- [EXERCISE BRIEF]: Below are some records; find each line that carries the word "AdmitOutcome" and copy it.

———

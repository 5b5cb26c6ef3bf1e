//! Event data model
//!
//! Events, rosters, block summaries and the per-request [`ViewerContext`].

pub mod event;
pub mod types;
pub mod viewer;

pub use event::{
    BlockSummary, Event, EventAccess, NewEvent, NewUser, Participant, PrivacySettings,
};
pub use types::{EventId, Timestamp, UserId};
pub use viewer::ViewerContext;
//! Test utilities shared by unit and integration tests
//!
//! Fixtures build seeded stores and event values; assertions give readable
//! failures for the access error taxonomy.

pub mod assertions;
pub mod fixtures;

pub use assertions::*;
pub use fixtures::*;
//! Store seams
//!
//! Every engine component receives the store it needs through one of these
//! traits at construction time. [`SqlStore`](super::SqlStore) implements all
//! three.

use super::errors::StoreResult;
use crate::core_event::{
    BlockSummary, Event, EventAccess, EventId, Participant, Timestamp, UserId,
};
use std::collections::HashSet;

/// Outcome of an atomic admission attempt
#[derive(Debug, Clone, Copy, PartialEq, Eq)]
pub enum AdmitOutcome {
    /// Participation row inserted and committed
    Admitted,
    /// No event with that id
    EventNotFound,
    /// Capacity reached; nothing written
    Full { capacity: u32, count: u32 },
    /// The user already participates; nothing written
    AlreadyJoined,
    /// The user row does not exist; nothing written
    UnknownUser,
}

/// Outcome of a block insert
#[derive(Debug, Clone, Copy, PartialEq, Eq)]
pub enum BlockInsert {
    Inserted,
    /// Same ordered pair already stored
    Duplicate,
    /// One of the two users does not exist
    UnknownUser,
}

/// Read access to events
pub trait EventStore: Send + Sync {
    /// Owner, capacity and privacy flags of an event
    fn event_access(&self, event_id: EventId) -> StoreResult<Option<EventAccess>>;

    /// Full event by id, with `viewer_is_participant` computed for `viewer`
    /// (`None` when there is no viewer)
    fn event_by_id(&self, event_id: EventId, viewer: Option<UserId>) -> StoreResult<Option<Event>>;

    /// Full event by slug, with `viewer_is_participant` computed for `viewer`
    /// (`None` when there is no viewer)
    fn event_by_slug(&self, slug: &str, viewer: Option<UserId>) -> StoreResult<Option<Event>>;
}

/// Participation rows
pub trait ParticipationStore: Send + Sync {
    fn is_participant(&self, event_id: EventId, user_id: UserId) -> StoreResult<bool>;

    /// Roster ordered by join time
    fn participants(&self, event_id: EventId) -> StoreResult<Vec<Participant>>;

    fn participant_count(&self, event_id: EventId) -> StoreResult<u32>;

    /// Check capacity and insert the participation row as one serialized
    /// unit. Implementations must guarantee that two concurrent callers can
    /// never both observe the same pre-insert count.
    fn admit(
        &self,
        event_id: EventId,
        user_id: UserId,
        joined_at: Timestamp,
    ) -> StoreResult<AdmitOutcome>;

    /// Delete a participation row; `false` if there was none
    fn remove_participant(&self, event_id: EventId, user_id: UserId) -> StoreResult<bool>;
}

/// Directional block edges, queried symmetrically
pub trait RelationshipStore: Send + Sync {
    fn insert_block(
        &self,
        blocker: UserId,
        blocked: UserId,
        reason: Option<&str>,
        created_at: Timestamp,
    ) -> StoreResult<BlockInsert>;

    /// Delete the (blocker, blocked) edge; `false` if there was none
    fn delete_block(&self, blocker: UserId, blocked: UserId) -> StoreResult<bool>;

    /// Whether an edge exists in either direction
    fn is_blocked_either_way(&self, a: UserId, b: UserId) -> StoreResult<bool>;

    /// Everyone `user` has blocked or been blocked by
    fn block_counterparts(&self, user: UserId) -> StoreResult<HashSet<UserId>>;

    /// Edges created by `blocker`, newest first
    fn blocks_by(&self, blocker: UserId) -> StoreResult<Vec<BlockSummary>>;
}
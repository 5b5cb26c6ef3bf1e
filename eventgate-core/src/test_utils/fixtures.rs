//! Test fixtures for events, viewers and seeded stores

use crate::config::Config;
use crate::core_access::AccessService;
use crate::core_event::{
    Event, EventId, NewEvent, NewUser, Participant, PrivacySettings, Timestamp, UserId,
    ViewerContext,
};
use crate::storage::SqlStore;
use std::sync::Arc;

/// Every one of the 32 privacy flag combinations
pub fn all_privacy_settings() -> impl Iterator<Item = PrivacySettings> {
    (0u8..32).map(|bits| PrivacySettings {
        allow_unregistered_viewers: bits & 1 != 0,
        require_verified_to_view: bits & 2 != 0,
        require_verified_to_join: bits & 4 != 0,
        hide_organizer_until_joined: bits & 8 != 0,
        hide_participants_until_joined: bits & 16 != 0,
    })
}

/// Builder for in-memory [`Event`] values (no store involved)
pub struct TestEventBuilder {
    event: Event,
}

impl TestEventBuilder {
    pub fn new(id: i64, owner: i64) -> Self {
        Self {
            event: Event {
                id: EventId(id),
                owner_id: UserId(owner),
                slug: format!("event-{}", id),
                title: format!("Event {}", id),
                capacity: None,
                privacy: PrivacySettings::default(),
                organizer_name: format!("Organizer {}", owner),
                organizer_email: Some(format!("organizer{}@example.com", owner)),
                participants: Vec::new(),
                participant_count: 0,
                viewer_is_participant: None,
                created_at: Timestamp::from_millis(0),
            },
        }
    }

    pub fn with_privacy(mut self, privacy: PrivacySettings) -> Self {
        self.event.privacy = privacy;
        self
    }

    pub fn with_capacity(mut self, capacity: u32) -> Self {
        self.event.capacity = Some(capacity);
        self
    }

    /// Add a roster entry with a generated name and email
    pub fn with_participant(mut self, user_id: i64) -> Self {
        let joined_at = Timestamp::from_millis(self.event.participants.len() as u64 + 1);
        self.event.participants.push(Participant {
            user_id: UserId(user_id),
            name: format!("Participant {}", user_id),
            email: Some(format!("p{}@example.com", user_id)),
            bio: None,
            languages: None,
            joined_at,
        });
        self.event.participant_count = self.event.participants.len() as u32;
        self
    }

    pub fn viewer_is_participant(mut self, participant: bool) -> Self {
        self.event.viewer_is_participant = Some(participant);
        self
    }

    pub fn build(self) -> Event {
        self.event
    }
}

/// In-memory store plus a service wired to it
pub struct TestWorld {
    pub store: Arc<SqlStore>,
    pub service: AccessService,
    next_user: usize,
}

impl TestWorld {
    pub fn new() -> Self {
        Self::with_config(Config::default())
    }

    pub fn with_config(config: Config) -> Self {
        let store = Arc::new(SqlStore::in_memory().expect("in-memory store"));
        Self::on_store(store, &config)
    }

    /// Wrap an already opened store (e.g. a file database)
    pub fn on_store(store: Arc<SqlStore>, config: &Config) -> Self {
        let service = AccessService::new(store.clone(), config);
        Self {
            store,
            service,
            next_user: 0,
        }
    }

    fn insert_user(&mut self, name: &str, verified: bool, admin: bool) -> ViewerContext {
        self.next_user += 1;
        let mut user = NewUser::new(name, format!("{}.{}@example.com", name, self.next_user));
        user.email_verified = verified;
        user.is_admin = admin;
        let id = self.store.insert_user(&user).expect("insert user");
        ViewerContext {
            user_id: Some(id),
            verified,
            admin,
        }
    }

    /// Registered user without a verified email
    pub fn user(&mut self, name: &str) -> ViewerContext {
        self.insert_user(name, false, false)
    }

    pub fn verified_user(&mut self, name: &str) -> ViewerContext {
        self.insert_user(name, true, false)
    }

    pub fn admin(&mut self, name: &str) -> ViewerContext {
        self.insert_user(name, true, true)
    }

    /// Insert an event owned by `owner`
    pub fn event(
        &self,
        owner: &ViewerContext,
        slug: &str,
        capacity: Option<u32>,
        privacy: PrivacySettings,
    ) -> EventId {
        let owner_id = owner.user_id.expect("event owner must be registered");
        let mut event = NewEvent::new(owner_id, slug, slug).with_privacy(privacy);
        event.capacity = capacity;
        self.store.insert_event(&event).expect("insert event")
    }
}

impl Default for TestWorld {
    fn default() -> Self {
        Self::new()
    }
}

#[cfg(test)]
mod tests {
    use super::*;

    #[test]
    fn test_all_privacy_settings_are_distinct() {
        let all: std::collections::HashSet<_> = all_privacy_settings().collect();
        assert_eq!(all.len(), 32);
    }

    #[test]
    fn test_event_builder_counts_roster() {
        let event = TestEventBuilder::new(1, 10)
            .with_participant(2)
            .with_participant(3)
            .build();
        assert_eq!(event.participant_count, 2);
        assert!(event.participants[0].joined_at < event.participants[1].joined_at);
    }

    #[test]
    fn test_world_users_get_distinct_emails() {
        let mut world = TestWorld::new();
        let a = world.user("sam");
        let b = world.user("sam");
        assert_ne!(a.user_id, b.user_id);
    }
}
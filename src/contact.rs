use std::time::Duration;

/// Simulated round trip of a contact form submission. Nothing is sent.
pub const SUBMIT_DELAY: Duration = Duration::from_millis(2000);

#[derive(Debug, Clone, Copy, PartialEq, Eq)]
pub enum Field {
    Name,
    Email,
    Subject,
    Message,
}

impl Field {
    pub fn id(self) -> &'static str {
        match self {
            Self::Name => "name",
            Self::Email => "email",
            Self::Subject => "subject",
            Self::Message => "message",
        }
    }

    pub fn label(self) -> &'static str {
        match self {
            Self::Name => "Name",
            Self::Email => "Email",
            Self::Subject => "Subject",
            Self::Message => "Message",
        }
    }

    pub fn input_type(self) -> &'static str {
        match self {
            Self::Email => "email",
            _ => "text",
        }
    }

    pub fn placeholder(self) -> &'static str {
        match self {
            Self::Name => "Your name",
            Self::Email => "your.email@example.com",
            Self::Subject => "What's this about?",
            Self::Message => "Tell me about your project or opportunity...",
        }
    }
}

#[derive(Debug, Clone, Default, PartialEq, Eq)]
pub struct ContactForm {
    name: String,
    email: String,
    subject: String,
    message: String,
    submitting: bool,
}

impl ContactForm {
    pub fn get(&self, field: Field) -> &str {
        match field {
            Field::Name => &self.name,
            Field::Email => &self.email,
            Field::Subject => &self.subject,
            Field::Message => &self.message,
        }
    }

    pub fn set(&mut self, field: Field, value: impl Into<String>) {
        let slot = match field {
            Field::Name => &mut self.name,
            Field::Email => &mut self.email,
            Field::Subject => &mut self.subject,
            Field::Message => &mut self.message,
        };
        *slot = value.into();
    }

    pub fn is_submitting(&self) -> bool {
        self.submitting
    }

    /// Returns `false` if a submission is already pending.
    pub fn begin_submit(&mut self) -> bool {
        if self.submitting {
            return false;
        }
        self.submitting = true;
        true
    }

    /// Ends the pending submission and clears every field.
    pub fn finish_submit(&mut self) {
        *self = Self::default();
    }
}

#[cfg(test)]
mod tests {
    use super::*;

    #[test]
    fn test_fields_are_independent() {
        let mut form = ContactForm::default();
        form.set(Field::Name, "Ada");
        form.set(Field::Email, "ada@example.com");
        assert_eq!(form.get(Field::Name), "Ada");
        assert_eq!(form.get(Field::Email), "ada@example.com");
        assert_eq!(form.get(Field::Subject), "");
        form.set(Field::Name, "Grace");
        assert_eq!(form.get(Field::Name), "Grace");
    }

    #[test]
    fn test_submission_cycle() {
        let mut form = ContactForm::default();
        form.set(Field::Message, "hello");
        assert!(form.begin_submit());
        assert!(form.is_submitting());
        // a second click while pending is ignored
        assert!(!form.begin_submit());
        assert_eq!(form.get(Field::Message), "hello");
        form.finish_submit();
        assert!(!form.is_submitting());
        assert_eq!(form, ContactForm::default());
    }

    #[test]
    fn test_field_metadata() {
        assert_eq!(Field::Email.input_type(), "email");
        assert_eq!(Field::Subject.input_type(), "text");
        assert_eq!(Field::Message.id(), "message");
        assert_eq!(Field::Name.label(), "Name");
    }
}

———

- [WORKED SOLUTION]:
pub enum AdmitOutcome {
    ) -> StoreResult<AdmitOutcome>;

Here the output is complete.